Top Ten David Bowie Albums UPDATED


So I've been on a huge Bowie binge of late, and whenever I am binging on something musical, it usually winds up culuminating in some sort of list. This recent Bowie binge led me to converse with other, like minded individuals, and so at the request of my good friend Pete, here is my Top Ten David Bowie Albums. As an side note, I would like to say that these are my personal favorite Bowie albums, not the best per se. If you don't already have these albums, go and get them asap, they are essential to any collectioin.

Enjoy.

My Top Ten Favorite David Bowie Albums

10. Young Americans - Fake plastic soul never sounded so real.

09.
Let's Dance - I am not too cool to admit that this is a great pop record, featuring the guitar work of a young Stevie Ray Vaughn. And Modern Love might be the best single Bowie ever released (other than Under Pressure, though that is disqualified due to the fact that it is a collaboration with Queen).

08.
Scary Monsters (and Super Creeps) - for Ashes To Ashes alone. In some ways I believe that Ashes To Ashes is the perfect David Bowie song - let me explain. If I had to choose one song that most embodied who Bowie is as a musician/artist/songwriter, I would select this song, as it is sonically groundbreaking, features an invented character, and feels both cold and Eastern European while simultaneously being poppy enough to dance to.

07.
The Man Who Sold The World - One of my favorite album openers of all time - The Width of a Circle - which I have a theory that Radiohead built Paranoid Android around an identical structure. This is one of my best music theories -listen to them side by side and then make your own judgment. I'd love Chuck Klosterman to test this theory.

06.
The Rise and Fall of Ziggy Stardust and the Spiders from Mars - Sounds like a Greatest Hits collection.
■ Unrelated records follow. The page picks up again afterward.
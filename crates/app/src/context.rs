//! App Context

use std::sync::Arc;

use thiserror::Error;

use crate::{
    database,
    domain::{
        departments::{DepartmentsService, PgDepartmentsService},
        profiles::{PgProfilesService, ProfilesService},
    },
};

#[derive(Debug, Error)]
pub enum AppInitError {
    #[error("failed to connect to database")]
    Database(#[source] sqlx::Error),
}

#[derive(Clone)]
pub struct AppContext {
    pub departments: Arc<dyn DepartmentsService>,
    pub profiles: Arc<dyn ProfilesService>,
}

impl AppContext {
    /// Build application context from a database URL.
    ///
    /// # Errors
    ///
    /// Returns an error when establishing a database connection fails.
    pub async fn from_database_url(url: &str) -> Result<Self, AppInitError> {
        let pool = database::connect(url)
            .await
            .map_err(AppInitError::Database)?;

        Ok(Self {
            departments: Arc::new(PgDepartmentsService::new(pool.clone())),
            profiles: Arc::new(PgProfilesService::new(pool)),
        })
    }
}
//! Logging Config

use clap::Args;

/// Log output format.
#[derive(Clone, Copy, Debug, PartialEq, Eq, clap::ValueEnum)]
pub enum LogFormat {
    /// Compact, human-readable logs.
    Compact,

    /// Structured JSON logs.
    Json,
}

/// Logging settings.
#[derive(Debug, Args)]
pub struct LoggingConfig {
    /// Log level (trace, debug, info, warn, error)
    #[arg(short, long, env = "RUST_LOG", default_value = "warn", global = true)]
    pub log_level: String,

    /// Log format (compact, json)
    #[arg(long, env = "LOG_FORMAT", value_enum, default_value_t = LogFormat::Compact, global = true)]
    pub log_format: LogFormat,
}
//! Profiles Data

use crate::domain::{departments::records::DepartmentId, profiles::records::SubDepartmentId};

/// Optional filters for a profile search. Absent fields do not constrain the result.
#[derive(Debug, Clone, Default, PartialEq, Eq)]
pub struct ProfileFilter {
    pub name: Option<String>,
    pub department_id: Option<DepartmentId>,
    pub sub_department_id: Option<SubDepartmentId>,
}

impl ProfileFilter {
    /// Name to match, ignoring blank values.
    #[must_use]
    pub fn name(&self) -> Option<&str> {
        self.name.as_deref().filter(|name| !name.trim().is_empty())
    }
}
The final word on Glam Rock.

05.
Heroes - For the immortal title track, which is one of the greatest songs ever recorded.

04.
Aladdin Sane - Meaner and rawer than it's predecessor (#5). The production is peerless.

03.
Hunky Dory - I love the sound of this period, and from track to track you can here so many artists entire careers that came after in this.

02.
Station To Station - An underrated masterpiece, as I have discussed previously.

01.
Low - My favorite album of the Berlin Trilogy, Bowie literally invents whole genres of music here. Synthetic and heart wrenching, cerebral and visceral - an album rife with beautiful contradictions.